А когда он пишет в третьем лице, то герой произведения часто все же он сам (как, например, в автобиографическом романе «Кащеева цепь»). В великолепной его повести «Женьшень» есть, разумеется, вымысел и, вероятно, не только в том, что автор провел на Дальнем Востоке три месяца, а не годы, как рассказчик, от лица которого ведется повествование. Вымысла у Пришвина вообще, очевидно, не больше, чем необходимо для художественно выразительной передачи подлинных наблюдений, иногда синтеза нескольких наблюдений в одном изображении. Вымысел ему был нужен не больше, чем, скажем, Левитану. Задачи их жизни в искусстве отчасти сравнимы: оба передавали свое видение природы — один в цвете и колорите, другой в колоритнейшем слове. И этого было достаточно обоим для полного творческого самовыражения. Прибавим: для Пришвина еще и самоанализа.

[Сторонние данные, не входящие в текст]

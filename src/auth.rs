//! Accounts, password hashing and sign-in.
//!
//! Passwords are stored as `pbkdf2$<iterations>$<salt hex>$<hash hex>`
//! (PBKDF2-HMAC-SHA256, 32-byte output). The iteration count travels with
//! the hash so it can be raised without invalidating existing accounts.

use anyhow::Result;
use serde::Deserialize;
use sha2::Sha256;
use sqlx::{Row, SqlitePool};
use tracing::info;

use crate::cart;
use crate::config::Config;
use crate::db;
use crate::error::ShopError;
use crate::models::User;
use crate::session::SessionData;

const PBKDF2_ITERATIONS: u32 = 60_000;
const SALT_LEN: usize = 16;

#[derive(Debug, Clone, Default, Deserialize)]
pub struct RegisterInput {
    pub email: String,
    pub password: String,
    #[serde(default)]
    pub full_name: Option<String>,
    #[serde(default)]
    pub ship_address: Option<String>,
}

fn pbkdf2_sha256(password: &[u8], salt: &[u8], iterations: u32) -> [u8; 32] {
    let mut out = [0u8; 32];
    pbkdf2::pbkdf2_hmac::<Sha256>(password, salt, iterations, &mut out);
    out
}

pub fn hash_password(password: &str) -> String {
    let salt: [u8; SALT_LEN] = rand::random();
    let hash = pbkdf2_sha256(password.as_bytes(), &salt, PBKDF2_ITERATIONS);
    format!(
        "pbkdf2${}${}${}",
        PBKDF2_ITERATIONS,
        hex::encode(salt),
        hex::encode(hash)
    )
}

/// Check `password` against a stored hash. Malformed hashes never verify.
pub fn verify_password(password: &str, stored: &str) -> bool {
    let parts: Vec<&str> = stored.split('$').collect();
    let [scheme, iterations, salt, hash] = parts.as_slice() else {
        return false;
    };
    if *scheme != "pbkdf2" {
        return false;
    }
    let (Ok(iterations), Ok(salt), Ok(expected)) =
        (iterations.parse::<u32>(), hex::decode(salt), hex::decode(hash))
    else {
        return false;
    };
    if iterations == 0 {
        return false;
    }

    let actual = pbkdf2_sha256(password.as_bytes(), &salt, iterations);
    constant_time_eq(&actual, &expected)
}

fn constant_time_eq(a: &[u8], b: &[u8]) -> bool {
    if a.len() != b.len() {
        return false;
    }
    a.iter().zip(b.iter()).fold(0u8, |acc, (x, y)| acc | (x ^ y)) == 0
}

/// One `@`, non-empty local part, dotted domain with non-empty labels.
pub fn is_valid_email(email: &str) -> bool {
    let Some((local, domain)) = email.split_once('@') else {
        return false;
    };
    if local.is_empty() || domain.contains('@') || email.chars().any(char::is_whitespace) {
        return false;
    }
    let labels: Vec<&str> = domain.split('.').collect();
    labels.len() >= 2 && labels.iter().all(|l| !l.is_empty())
}

pub async fn register(pool: &SqlitePool, input: &RegisterInput) -> Result<User> {
    let email = input.email.trim().to_lowercase();
    if email.is_empty() || input.password.is_empty() {
        return Err(ShopError::BadRequest("email and password are required".to_string()).into());
    }
    if !is_valid_email(&email) {
        return Err(ShopError::BadRequest(format!("invalid email: {}", email)).into());
    }
    let hash = hash_password(&input.password);
    let now = chrono::Utc::now().timestamp();
    let clean = |v: &Option<String>| {
        v.as_deref()
            .map(str::trim)
            .filter(|s| !s.is_empty())
            .map(str::to_string)
    };

    let result = sqlx::query(
        r#"
        INSERT INTO users (email, password_hash, full_name, ship_address, created_at)
        VALUES (?, ?, ?, ?, ?)
        "#,
    )
    .bind(&email)
    .bind(&hash)
    .bind(clean(&input.full_name))
    .bind(clean(&input.ship_address))
    .bind(now)
    .execute(pool)
    .await;

    // Duplicates are caught by the UNIQUE email column.
    let result = match result {
        Ok(result) => result,
        Err(sqlx::Error::Database(e)) if e.is_unique_violation() => {
            return Err(ShopError::Conflict("email already registered".to_string()).into());
        }
        Err(e) => return Err(e.into()),
    };

    let id = result.last_insert_rowid();
    info!(user_id = id, "registered user");
    get_user(pool, id)
        .await?
        .ok_or_else(|| ShopError::NotFound(format!("user {}", id)).into())
}

pub async fn get_user(pool: &SqlitePool, id: i64) -> Result<Option<User>> {
    let row = sqlx::query("SELECT * FROM users WHERE id = ?")
        .bind(id)
        .fetch_optional(pool)
        .await?;
    Ok(row.as_ref().map(User::from_row))
}

pub async fn get_user_by_email(pool: &SqlitePool, email: &str) -> Result<Option<User>> {
    let row = sqlx::query("SELECT * FROM users WHERE email = ?")
        .bind(email.trim().to_lowercase())
        .fetch_optional(pool)
        .await?;
    Ok(row.as_ref().map(User::from_row))
}

pub async fn authenticate(pool: &SqlitePool, email: &str, password: &str) -> Result<User> {
    match get_user_by_email(pool, email).await? {
        Some(user) if verify_password(password, &user.password_hash) => Ok(user),
        _ => Err(ShopError::InvalidCredentials.into()),
    }
}

/// Sign in: bind the user to the session and move the guest cart into
/// the user's saved cart.
pub async fn login(
    pool: &SqlitePool,
    session: &mut SessionData,
    email: &str,
    password: &str,
) -> Result<User> {
    let user = authenticate(pool, email, password).await?;
    cart::merge_session_into_user(pool, user.id, &session.cart).await?;
    session.cart.clear();
    session.user_id = Some(user.id);
    info!(user_id = user.id, "login");
    Ok(user)
}

pub fn logout(session: &mut SessionData) {
    session.user_id = None;
    session.cart.clear();
}

/// Store the lowercase, de-duplicated favorite types of a user.
pub async fn set_favorite_types(
    pool: &SqlitePool,
    user_id: i64,
    types: &[String],
) -> Result<Vec<String>> {
    let mut favorites: Vec<String> = Vec::new();
    for t in types {
        let t = t.trim().to_lowercase();
        if !t.is_empty() && !favorites.contains(&t) {
            favorites.push(t);
        }
    }

    let result = sqlx::query("UPDATE users SET favorite_types = ? WHERE id = ?")
        .bind(serde_json::to_string(&favorites)?)
        .bind(user_id)
        .execute(pool)
        .await?;
    if result.rows_affected() == 0 {
        return Err(ShopError::NotFound(format!("user {}", user_id)).into());
    }
    Ok(favorites)
}

pub async fn grant_admin(pool: &SqlitePool, email: &str) -> Result<User> {
    let result = sqlx::query("UPDATE users SET is_admin = 1 WHERE email = ?")
        .bind(email.trim().to_lowercase())
        .execute(pool)
        .await?;
    if result.rows_affected() == 0 {
        return Err(ShopError::NotFound(format!("user {}", email.trim())).into());
    }
    get_user_by_email(pool, email)
        .await?
        .ok_or_else(|| ShopError::NotFound(format!("user {}", email.trim())).into())
}

/// CLI entry point for `pokeshop admin grant`.
pub async fn run_admin_grant(config: &Config, email: &str) -> Result<()> {
    let pool = db::connect(config).await?;
    let user = grant_admin(&pool, email).await?;
    println!("admin grant");
    println!("  user: {} (id {})", user.email, user.id);
    pool.close().await;
    Ok(())
}

#[cfg(test)]
mod tests {
    use super::*;

    #[test]
    fn test_hash_and_verify() {
        let stored = hash_password("pikachu123");
        assert!(stored.starts_with("pbkdf2$60000$"));
        assert!(verify_password("pikachu123", &stored));
        assert!(!verify_password("pikachu124", &stored));
    }

    #[test]
    fn test_hashes_are_salted() {
        assert_ne!(hash_password("same"), hash_password("same"));
    }

    #[test]
    fn test_pbkdf2_known_vector() {
        // RFC 7914 section 11, PBKDF2-HMAC-SHA256 with c = 1 (first 32 bytes)
        let out = pbkdf2_sha256(b"passwd", b"salt", 1);
        assert_eq!(
            hex::encode(out),
            "55ac046e56e3089fec1691c22544b605f94185216dde0465e68b9d57c20dacbc"
        );
    }

    #[test]
    fn test_verifies_stored_iteration_count() {
        // RFC 7914 section 11, P = "Password", S = "NaCl", c = 80000
        let stored = format!(
            "pbkdf2$80000${}${}",
            hex::encode(b"NaCl"),
            "4ddcd8f60b98be21830cee5ef22701f9641a4418d04c0414aeff08876b34ab56"
        );
        assert!(verify_password("Password", &stored));
        assert!(!verify_password("password", &stored));
    }

    #[test]
    fn test_malformed_hash_never_verifies() {
        assert!(!verify_password("x", ""));
        assert!(!verify_password("x", "plain"));
        assert!(!verify_password("x", "pbkdf2$abc$00$00"));
        assert!(!verify_password("x", "bcrypt$1$00$00"));
        assert!(!verify_password("x", "pbkdf2$0$00$00"));
    }

    #[test]
    fn test_email_validation() {
        assert!(is_valid_email("ash@pallet.town"));
        assert!(is_valid_email("a.b+c@mail.example.com"));
        assert!(!is_valid_email("ash"));
        assert!(!is_valid_email("@pallet.town"));
        assert!(!is_valid_email("ash@pallet"));
        assert!(!is_valid_email("ash@pallet."));
        assert!(!is_valid_email("ash@@pallet.town"));
        assert!(!is_valid_email("ash ketchum@pallet.town"));
    }
}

Хотя рассказчик в «Жень-шене» не идентичен автору, все его мироощущение, восприятие природы характерно для Пришвина. Но есть черта, выступающая в этой повести отчетливее, чем в рассказах, о которых шла речь. И потому, хотя «Жень-шень» не входит в круг детского чтения, упомяну об одном эпизоде повести.

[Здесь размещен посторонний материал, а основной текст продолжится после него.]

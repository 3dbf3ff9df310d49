//! Semantic search, question answering and the chat session.

use axum::{
    extract::{Path, Query, State},
    Extension, Json,
};
use serde::{Deserialize, Serialize};
use serde_json::{json, Value};

use super::{AppError, AppState, Session};
use crate::assistant::{Answer, AskMode, ChatHealth, RenderedTurn};
use crate::models::ScoredProduct;
use crate::search::SearchFilters;

#[derive(Deserialize)]
pub(super) struct SearchParams {
    #[serde(default)]
    q: String,
    #[serde(default)]
    category: Option<String>,
    #[serde(default, rename = "type")]
    poke_type: Option<String>,
}

pub(super) async fn search(
    State(state): State<AppState>,
    Query(params): Query<SearchParams>,
) -> Result<Json<Vec<ScoredProduct>>, AppError> {
    let filters = SearchFilters {
        category: params.category,
        poke_type: params.poke_type,
    };
    Ok(Json(state.assistant.search(&params.q, &filters).await?))
}

#[derive(Deserialize)]
pub(super) struct AskForm {
    question: String,
    #[serde(default)]
    mode: AskMode,
}

pub(super) async fn ask(
    State(state): State<AppState>,
    Json(form): Json<AskForm>,
) -> Result<Json<Answer>, AppError> {
    Ok(Json(state.assistant.ask(&form.question, form.mode).await?))
}

#[derive(Deserialize)]
pub(super) struct ProductQuestion {
    question: String,
}

pub(super) async fn ask_product(
    State(state): State<AppState>,
    Path(id): Path<i64>,
    Json(form): Json<ProductQuestion>,
) -> Result<Json<Value>, AppError> {
    let answer = state.assistant.ask_about_product(id, &form.question).await?;
    Ok(Json(json!({ "answer": answer })))
}

// ============ Chat session ============

#[derive(Serialize)]
pub(super) struct ChatResponse {
    reply: Option<RenderedTurn>,
    history: Vec<RenderedTurn>,
}

pub(super) async fn chat_history(
    State(state): State<AppState>,
    Extension(session): Extension<Session>,
) -> Result<Json<ChatResponse>, AppError> {
    let data = session.data.lock().await;
    let history = state.assistant.render_history(&data.chat).await?;
    Ok(Json(ChatResponse {
        reply: None,
        history,
    }))
}

#[derive(Deserialize)]
pub(super) struct ChatForm {
    message: String,
}

pub(super) async fn chat_send(
    State(state): State<AppState>,
    Extension(session): Extension<Session>,
    Json(form): Json<ChatForm>,
) -> Result<Json<ChatResponse>, AppError> {
    let mut data = session.data.lock().await;
    let reply = state.assistant.send(&mut data.chat, &form.message).await?;
    let reply = state
        .assistant
        .render_history(std::slice::from_ref(&reply))
        .await?
        .into_iter()
        .next();
    let history = state.assistant.render_history(&data.chat).await?;
    Ok(Json(ChatResponse { reply, history }))
}

pub(super) async fn chat_reset(Extension(session): Extension<Session>) -> Json<ChatResponse> {
    session.data.lock().await.chat.clear();
    Json(ChatResponse {
        reply: None,
        history: Vec::new(),
    })
}

pub(super) async fn chat_health(State(state): State<AppState>) -> Json<ChatHealth> {
    Json(state.assistant.chat_health().await)
}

Я приводил цитату из «Охоты за счастьем», где Пришвин говорит о двойственности отношения к живому, которое проявляется в детстве. К этой же теме двойственности, но уже в отношении взрослого к природе, он возвращается в «Жень-шене». Великолепный, ритмически построенный абзац посвящен изображению лани и переживаний поэта-охотника, наблюдающего ее. Абзац занимает три страницы. Привожу из пего несколько строк:

«Я как охотник был себе самому хорошо известен, но никогда я не думал, не знал, что есть во мне какой-то другой человек, что красота, или что там еще, может меня, охотника, связать самого, как оленя, по рукам и ногам. Во мне боролись два человека. Один говорил: «Упустишь мгновенье, никогда оно тебе не возвратится, и ты вечно будешь о нем тосковать. Скорей же хватай, держи, и у тебя будет самка Хуа-лу, самого красивого в мире животного». Другой голос говорил: «Сиди смирно! Прекрасное мгновенье можно сохранить, только не прикасаясь к нему руками». Это было точно как в сказке, когда охотник прицелился в лебедя — и вдруг слышит мольбу не стрелять ее, подождать. И потом оказывается, что в лебеди была царевна, охотник удержался, и вместо мертвого лебедя потом перед ним явилась живая прекрасная царевна. Так я боролся с собой и не дышал. Но какой ценой мне то давалось, чего мне стоила эта борьба!» (т. 3, стр. 229—230).

Описание наблюдений за ланью сочетается здесь со сложно построенным внутренним монологом: в него входит и внутренний диалог, спор с самим собой. О диалогических отношениях художника с природой уже приходилось говорить. Тут, в лирико-драматическом эпизоде, внутренним диалогом выражена душевная борьба спортсмена-охотника с поэтом и наблюдателем.

Вернемся к рассказам — на этот раз к тем, где изображаются дети.

Одностраничный рассказ «Лисичкин хлеб» (т. 4, стр. 462), очевидно, важен писателю: его название вынесено в заголовок цикла, объединяющего четырнадцать рассказов.